PROBLEM TO SOLVE: Look through the records below and state how many lines carry the string "NimbusError", adding nothing.

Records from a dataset
>>>>

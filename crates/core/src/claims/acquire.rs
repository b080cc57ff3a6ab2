//! Lease acquisition

use std::sync::Arc;

use nimbus_domain::{ClaimRequest, QueueName, Result};
use tokio_util::sync::CancellationToken;
use tracing::{info, instrument};

use super::claim::Claim;
use super::ports::MessageQueuePort;
use crate::validation::validate_claim_request;

/// Claim up to `request.limit` currently unclaimed messages from `queue`.
///
/// The request is validated before anything is sent. On success the claim's
/// age is zero and its messages are exactly what the server returned. When
/// nothing was available the result is an empty claim with no identity.
///
/// The grace period is forwarded to the server and kept on the claim for
/// display; it is not enforced locally.
///
/// # Errors
/// - `Validation` for a zero limit, non-positive TTL or negative grace
/// - transport, status and cancellation errors from the port; no claim
///   exists locally in that case
#[instrument(
    skip(port, cancel),
    fields(queue = %queue, limit = ?request.limit, ttl = request.ttl.num_seconds())
)]
pub async fn acquire_claim(
    port: Arc<dyn MessageQueuePort>,
    queue: &QueueName,
    request: &ClaimRequest,
    cancel: &CancellationToken,
) -> Result<Claim> {
    validate_claim_request(request)?;

    let snapshot = port.create_claim(queue, request, cancel).await?;
    let claim = Claim::acquired(port, queue.clone(), request.ttl, request.grace, snapshot);

    match claim.id() {
        Some(id) => info!(claim = %id, messages = claim.messages().len(), "claim acquired"),
        None => info!("no messages available to claim"),
    }
    Ok(claim)
}
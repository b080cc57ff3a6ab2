use std::time::Duration;

use nimbus_domain::constants::{DEFAULT_REQUEST_TIMEOUT_SECS, USER_AGENT};
use nimbus_domain::NimbusError;
use reqwest::header::{HeaderMap, LOCATION};
use reqwest::{Client as ReqwestClient, Method, RequestBuilder, StatusCode};
use serde::de::DeserializeOwned;
use tokio_util::sync::CancellationToken;
use tracing::debug;

use crate::errors::InfraError;

/// HTTP client with a fixed timeout and cancellation support.
///
/// Requests are sent exactly once; retry policy belongs to the caller.
#[derive(Clone, Debug)]
pub struct HttpClient {
    client: ReqwestClient,
}

/// A fully-read HTTP response.
#[derive(Debug, Clone)]
pub struct HttpResponse {
    pub status: StatusCode,
    pub headers: HeaderMap,
    pub url: String,
    pub body: Vec<u8>,
}

impl HttpResponse {
    /// Decode the body as JSON.
    ///
    /// # Errors
    /// Returns `NimbusError::Decode` if the payload does not match `T`.
    pub fn json<T: DeserializeOwned>(&self) -> Result<T, NimbusError> {
        serde_json::from_slice(&self.body).map_err(|err| InfraError::from(err).into())
    }

    pub fn text(&self) -> String {
        String::from_utf8_lossy(&self.body).into_owned()
    }

    /// The `Location` header, if present and valid UTF-8.
    pub fn location(&self) -> Option<&str> {
        self.headers.get(LOCATION).and_then(|value| value.to_str().ok())
    }

    pub fn is_empty(&self) -> bool {
        self.body.is_empty()
    }
}

impl HttpClient {
    /// Start building a new HTTP client.
    pub fn builder() -> HttpClientBuilder {
        HttpClientBuilder::default()
    }

    /// Convenience constructor with default configuration.
    ///
    /// # Errors
    /// Returns an error if the TLS backend cannot be initialised.
    pub fn new() -> Result<Self, NimbusError> {
        Self::builder().build()
    }

    /// Create a request builder using the underlying reqwest client.
    pub fn request<U>(&self, method: Method, url: U) -> RequestBuilder
    where
        U: reqwest::IntoUrl,
    {
        self.client.request(method, url)
    }

    /// Execute the request and read the full body.
    ///
    /// Cancellation aborts the in-flight exchange (including the body read)
    /// and yields `NimbusError::Cancelled`.
    ///
    /// # Errors
    /// - `Cancelled` if `cancel` fires first
    /// - `Transport` for connection failures and timeouts
    pub async fn send(
        &self,
        builder: RequestBuilder,
        cancel: &CancellationToken,
    ) -> Result<HttpResponse, NimbusError> {
        let request = builder.build().map_err(InfraError::from)?;

        let method = request.method().clone();
        let url = request.url().clone();
        debug!(%method, %url, "sending HTTP request");

        let exchange = async {
            let response = self.client.execute(request).await?;
            let status = response.status();
            let headers = response.headers().clone();
            let body = response.bytes().await?.to_vec();
            Ok::<_, reqwest::Error>(HttpResponse {
                status,
                headers,
                url: url.to_string(),
                body,
            })
        };

        tokio::select! {
            biased;
            () = cancel.cancelled() => {
                debug!(%method, %url, "HTTP request cancelled");
                Err(NimbusError::Cancelled)
            }
            result = exchange => match result {
                Ok(response) => {
                    debug!(%method, %url, status = %response.status, "received HTTP response");
                    Ok(response)
                }
                Err(err) => {
                    debug!(%method, %url, error = %err, "HTTP request failed");
                    Err(InfraError::from(err).into())
                }
            }
        }
    }
}

/// Builder for [`HttpClient`].
#[derive(Debug)]
pub struct HttpClientBuilder {
    timeout: Duration,
    user_agent: Option<String>,
    default_headers: Option<HeaderMap>,
}

impl Default for HttpClientBuilder {
    fn default() -> Self {
        Self {
            timeout: Duration::from_secs(DEFAULT_REQUEST_TIMEOUT_SECS),
            user_agent: None,
            default_headers: None,
        }
    }
}

impl HttpClientBuilder {
    pub fn timeout(mut self, timeout: Duration) -> Self {
        self.timeout = timeout;
        self
    }

    pub fn user_agent(mut self, agent: impl Into<String>) -> Self {
        self.user_agent = Some(agent.into());
        self
    }

    pub fn default_headers(mut self, headers: HeaderMap) -> Self {
        self.default_headers = Some(headers);
        self
    }

    /// # Errors
    /// Returns an error if the underlying reqwest client cannot be built.
    pub fn build(self) -> Result<HttpClient, NimbusError> {
        let mut builder = ReqwestClient::builder()
            .timeout(self.timeout)
            .no_proxy()
            .user_agent(self.user_agent.unwrap_or_else(|| USER_AGENT.to_string()));

        if let Some(headers) = self.default_headers {
            builder = builder.default_headers(headers);
        }

        let client = builder.build().map_err(InfraError::from)?;

        Ok(HttpClient { client })
    }
}
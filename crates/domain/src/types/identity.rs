//! Identity service types: access tokens and the service catalog

use chrono::{DateTime, Duration, Utc};
use serde::{Deserialize, Serialize};

/// Tenant the token was issued for.
#[derive(Debug, Clone, PartialEq, Eq, Serialize, Deserialize)]
pub struct Tenant {
    pub id: String,
    #[serde(default)]
    pub name: Option<String>,
}

/// Bearer token with its expiry.
#[derive(Debug, Clone, PartialEq, Eq, Serialize, Deserialize)]
pub struct AccessToken {
    pub id: String,
    pub expires: DateTime<Utc>,
    #[serde(default)]
    pub tenant: Option<Tenant>,
}

impl AccessToken {
    /// True when the token expires within `threshold` of `now`.
    pub fn expires_within(&self, threshold: Duration, now: DateTime<Utc>) -> bool {
        self.expires - threshold <= now
    }
}

/// A single service endpoint in the catalog.
#[derive(Debug, Clone, PartialEq, Eq, Serialize, Deserialize)]
pub struct Endpoint {
    #[serde(default)]
    pub region: Option<String>,
    #[serde(rename = "publicURL")]
    pub public_url: String,
    #[serde(rename = "internalURL", default)]
    pub internal_url: Option<String>,
    #[serde(rename = "tenantId", default)]
    pub tenant_id: Option<String>,
}

/// Catalog entry for one service.
#[derive(Debug, Clone, PartialEq, Eq, Serialize, Deserialize)]
pub struct ServiceCatalogEntry {
    pub name: String,
    #[serde(rename = "type")]
    pub service_type: String,
    #[serde(default)]
    pub endpoints: Vec<Endpoint>,
}

/// Token plus service catalog returned by authentication.
#[derive(Debug, Clone, PartialEq, Eq, Serialize, Deserialize)]
#[serde(rename_all = "camelCase")]
pub struct UserAccess {
    pub token: AccessToken,
    #[serde(default)]
    pub service_catalog: Vec<ServiceCatalogEntry>,
}

impl UserAccess {
    /// Find an endpoint for `service_type`.
    ///
    /// A region-specific endpoint is preferred; an endpoint without a region
    /// (a global service) matches any requested region. With no region
    /// requested, the first endpoint of the service is used.
    pub fn find_endpoint(&self, service_type: &str, region: Option<&str>) -> Option<&Endpoint> {
        let entry = self.service_catalog.iter().find(|entry| entry.service_type == service_type)?;
        let regional = region.and_then(|wanted| {
            entry.endpoints.iter().find(|endpoint| {
                endpoint.region.as_deref().is_some_and(|r| r.eq_ignore_ascii_case(wanted))
            })
        });
        regional
            .or_else(|| entry.endpoints.iter().find(|endpoint| endpoint.region.is_none()))
            .or_else(|| if region.is_none() { entry.endpoints.first() } else { None })
    }
}

#[cfg(test)]
mod tests {
    use serde_json::json;

    use super::*;

    fn sample_access() -> UserAccess {
        serde_json::from_value(json!({
            "token": {"id": "abc", "expires": "2030-01-01T00:00:00Z", "tenant": {"id": "1234"}},
            "serviceCatalog": [
                {
                    "name": "cloudQueues",
                    "type": "rax:queues",
                    "endpoints": [
                        {"region": "ORD", "publicURL": "https://ord.queues.example.com/v1/1234",
                         "internalURL": "https://snet-ord.queues.example.com/v1/1234"},
                        {"region": "DFW", "publicURL": "https://dfw.queues.example.com/v1/1234"}
                    ]
                },
                {
                    "name": "cloudDNS",
                    "type": "rax:dns",
                    "endpoints": [{"publicURL": "https://dns.example.com/v1.0/1234"}]
                }
            ]
        }))
        .unwrap()
    }

    #[test]
    fn test_find_regional_endpoint() {
        let access = sample_access();
        let endpoint = access.find_endpoint("rax:queues", Some("dfw")).unwrap();
        assert_eq!(endpoint.public_url, "https://dfw.queues.example.com/v1/1234");
        assert!(access.find_endpoint("rax:queues", Some("SYD")).is_none());
    }

    #[test]
    fn test_global_endpoint_matches_any_region() {
        let access = sample_access();
        let endpoint = access.find_endpoint("rax:dns", Some("ORD")).unwrap();
        assert_eq!(endpoint.public_url, "https://dns.example.com/v1.0/1234");
    }

    #[test]
    fn test_no_region_uses_first_endpoint() {
        let access = sample_access();
        let endpoint = access.find_endpoint("rax:queues", None).unwrap();
        assert_eq!(endpoint.region.as_deref(), Some("ORD"));
        assert!(access.find_endpoint("rax:compute", None).is_none());
    }

    #[test]
    fn test_token_expiry_threshold() {
        let access = sample_access();
        let expires = access.token.expires;
        assert!(access.token.expires_within(Duration::minutes(5), expires - Duration::minutes(1)));
        assert!(!access.token.expires_within(Duration::minutes(5), expires - Duration::hours(1)));
    }
}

<<<<

RESPONSE TO THE TASK: 8